You could have passed them in many a neighborhood computer shop, hunched in front of glaring computer monitors, typing on worn-out keyboards, and posing in front of grimy 2-megapixel webcams—women (in this case a  lola  and her teenage granddaughter) waving happily to whoever was at the other end of their interaction, in front of another computer screen.

At that moment, I would have dismissed the scenario as just another jovial family reunion, except that it wasn’t. According to what I gathered from their conversation, they were talking, not with some faraway relative, but a portly American “friend.” I overheard the girl telling her grandmother that she (the lola) was to type in that she had gotten sick and therefore needed cash to pay for her hospital bill, even advising her not to ask for less than $200. Pretend that it’s a big bill, ’La, the girl said.

This saddened me—not because of the obvious parasitism that the two were engaged in, but rather, because of the circumstances that forced them into it.

Just recently, major international economic agencies declared the Philippines a rising star, a waking dragon, a new economic tiger, waxing rhetoric on the alleged rise and stability of the country’s economic status. But then again, as what we’ve come to know, one must learn not to take everything at face value.

True, one can say that with the sudden rise in the number of construction activities in the metropolitan areas, as well as the ubiquitous increase in shoppers in upscale department stores and malls, one will be hard-pressed to exclaim, “And I thought there were many poor people in the Philippines!”

Media reports tell us that the country is at an unprecedented climb in its economic ratings, with major TV stations and newspapers announcing the possibility of a brighter, more hopeful future. Personally, I’ve dismissed those who made such announcements as looking through rose-colored glasses. Or would “blinders” be more appropriate?

But maybe I’m just being too harsh. Perhaps they arrived at such a conclusion because they haven’t taken a  long, hard look at the streets of Malate, of Cubao, or of Angeles City, among others, which may seem developed but are actually places dependent on the purchasing power of the many foreigners who congregate there, and which, for all their glitz come nighttime, are actually monuments to the viciousness of US imperialism, testaments to how our country continues to be abused by the superpower under the beautiful guise of “economic development.”

Surely, the country may be facing development. But then again, one has to ask: Is this development progressive?

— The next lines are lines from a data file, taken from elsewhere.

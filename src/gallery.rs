//! Listing of a job's output artifacts in display order.
//!
//! The gallery is rebuilt wholesale from a fresh directory listing on every
//! refresh; entries are never patched in place.

use std::cmp::Ordering;
use std::fs;
use std::path::{Path, PathBuf};

use serde::{Deserialize, Serialize};

use crate::monitor::has_extension;

/// How artifacts are ordered for display.
#[derive(Debug, Clone, Copy, PartialEq, Eq, Default, Serialize, Deserialize)]
#[serde(rename_all = "snake_case")]
pub enum GalleryOrder {
    /// Plain byte-wise file name order ("image10" before "image2").
    Lexicographic,
    /// By the first number embedded in the file name, then by name.
    #[default]
    Ordinal,
}

/// One artifact shown in the gallery.
#[derive(Debug, Clone, PartialEq, Eq, Serialize)]
pub struct GalleryEntry {
    pub name: String,
    pub path: PathBuf,
}

/// Collaborator that displays the artifacts of a finished job.
pub trait Gallery: Send {
    /// Drops every entry currently shown.
    fn clear(&mut self);

    /// Re-enumerates `output_dir` and returns how many entries are shown.
    fn refresh(&mut self, output_dir: &Path) -> usize;

    fn entries(&self) -> &[GalleryEntry];
}

/// Gallery over the files of one extension in a directory.
#[derive(Debug)]
pub struct ArtifactGallery {
    extension: String,
    order: GalleryOrder,
    entries: Vec<GalleryEntry>,
}

impl ArtifactGallery {
    pub fn new(extension: impl Into<String>, order: GalleryOrder) -> Self {
        Self {
            extension: extension.into(),
            order,
            entries: Vec::new(),
        }
    }
}

impl Gallery for ArtifactGallery {
    fn clear(&mut self) {
        self.entries.clear();
    }

    fn refresh(&mut self, output_dir: &Path) -> usize {
        self.entries = list_artifacts(output_dir, &self.extension, self.order);
        self.entries.len()
    }

    fn entries(&self) -> &[GalleryEntry] {
        &self.entries
    }
}

/// Lists matching files in `dir`, sorted by `order`. A missing or unreadable
/// directory yields an empty list.
pub fn list_artifacts(dir: &Path, extension: &str, order: GalleryOrder) -> Vec<GalleryEntry> {
    let Ok(read) = fs::read_dir(dir) else {
        return Vec::new();
    };
    let mut entries: Vec<GalleryEntry> = read
        .filter_map(Result::ok)
        .filter(|e| e.file_type().is_ok_and(|t| t.is_file()))
        .map(|e| e.path())
        .filter(|p| has_extension(p, extension))
        .filter_map(|path| {
            let name = path.file_name()?.to_string_lossy().into_owned();
            Some(GalleryEntry { name, path })
        })
        .collect();

    match order {
        GalleryOrder::Lexicographic => entries.sort_by(|a, b| a.name.cmp(&b.name)),
        GalleryOrder::Ordinal => entries.sort_by(|a, b| ordinal_cmp(&a.name, &b.name)),
    }
    entries
}

/// First run of ASCII digits in `name`, if any.
pub fn embedded_ordinal(name: &str) -> Option<u64> {
    let start = name.find(|c: char| c.is_ascii_digit())?;
    let digits: String = name[start..]
        .chars()
        .take_while(|c| c.is_ascii_digit())
        .collect();
    digits.parse().ok()
}

// Names with an ordinal come first, ascending; ties and the rest fall back to name order.
fn ordinal_cmp(a: &str, b: &str) -> Ordering {
    match (embedded_ordinal(a), embedded_ordinal(b)) {
        (Some(x), Some(y)) => x.cmp(&y).then_with(|| a.cmp(b)),
        (Some(_), None) => Ordering::Less,
        (None, Some(_)) => Ordering::Greater,
        (None, None) => a.cmp(b),
    }
}

#[cfg(test)]
mod tests {
    use super::*;
    use tempfile::TempDir;

    fn names(entries: &[GalleryEntry]) -> Vec<&str> {
        entries.iter().map(|e| e.name.as_str()).collect()
    }

    fn populate(dir: &Path, files: &[&str]) {
        for f in files {
            fs::write(dir.join(f), b"bmp").unwrap();
        }
    }

    #[test]
    fn ordinal_order_sorts_numbers_numerically() {
        let tmp = TempDir::new().unwrap();
        populate(tmp.path(), &["image10_gris.bmp", "image2_gris.bmp", "image1_hc.bmp", "image2_blur_k5.bmp"]);
        let entries = list_artifacts(tmp.path(), "bmp", GalleryOrder::Ordinal);
        assert_eq!(
            names(&entries),
            vec!["image1_hc.bmp", "image2_blur_k5.bmp", "image2_gris.bmp", "image10_gris.bmp"]
        );
    }

    #[test]
    fn lexicographic_order_sorts_by_name() {
        let tmp = TempDir::new().unwrap();
        populate(tmp.path(), &["image10.bmp", "image2.bmp"]);
        let entries = list_artifacts(tmp.path(), "bmp", GalleryOrder::Lexicographic);
        assert_eq!(names(&entries), vec!["image10.bmp", "image2.bmp"]);
    }

    #[test]
    fn names_without_ordinal_go_last() {
        let tmp = TempDir::new().unwrap();
        populate(tmp.path(), &["cover.bmp", "a3.bmp", "banner.bmp"]);
        let entries = list_artifacts(tmp.path(), "bmp", GalleryOrder::Ordinal);
        assert_eq!(names(&entries), vec!["a3.bmp", "banner.bmp", "cover.bmp"]);
    }

    #[test]
    fn other_extensions_are_skipped() {
        let tmp = TempDir::new().unwrap();
        populate(tmp.path(), &["a1.bmp", "a2.txt", "final_log.txt"]);
        let entries = list_artifacts(tmp.path(), "bmp", GalleryOrder::Ordinal);
        assert_eq!(names(&entries), vec!["a1.bmp"]);
    }

    #[test]
    fn missing_directory_lists_nothing() {
        let tmp = TempDir::new().unwrap();
        assert!(list_artifacts(&tmp.path().join("nope"), "bmp", GalleryOrder::Ordinal).is_empty());
    }

    #[test]
    fn refresh_replaces_previous_entries() {
        let first = TempDir::new().unwrap();
        let second = TempDir::new().unwrap();
        populate(first.path(), &["x1.bmp", "x2.bmp"]);
        populate(second.path(), &["y7.bmp"]);

        let mut gallery = ArtifactGallery::new("bmp", GalleryOrder::Ordinal);
        assert_eq!(gallery.refresh(first.path()), 2);
        assert_eq!(gallery.refresh(second.path()), 1);
        assert_eq!(names(gallery.entries()), vec!["y7.bmp"]);

        gallery.clear();
        assert!(gallery.entries().is_empty());
    }

    #[test]
    fn embedded_ordinal_takes_first_digit_run() {
        assert_eq!(embedded_ordinal("image12_blur_k55.bmp"), Some(12));
        assert_eq!(embedded_ordinal("cover.bmp"), None);
        assert_eq!(embedded_ordinal("007.bmp"), Some(7));
    }
}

Genuine development does not stop with the mere completion of yet another high-rise condominium building in the city, or the influx of foreign investors. The way I see it, development is when a worker ceases to be a perpetual minimum-wage contractual employee. It’s when the prices of goods go down and the people’s salaries go up. It’s when students need no longer drop out of school because of tuition increases. It’s when a breadwinner goes to work not worrying if his day’s wages will be enough to feed his family. It’s when a farmer tills his own land and not some hacendero’s. It’s when children need no longer sell their bodies to foreigners just to quiet their grumbling stomachs. Genuine development is one that is for the masses and not for the oligarchs.

But maybe I am asking for too much. Maybe asking for change is too much.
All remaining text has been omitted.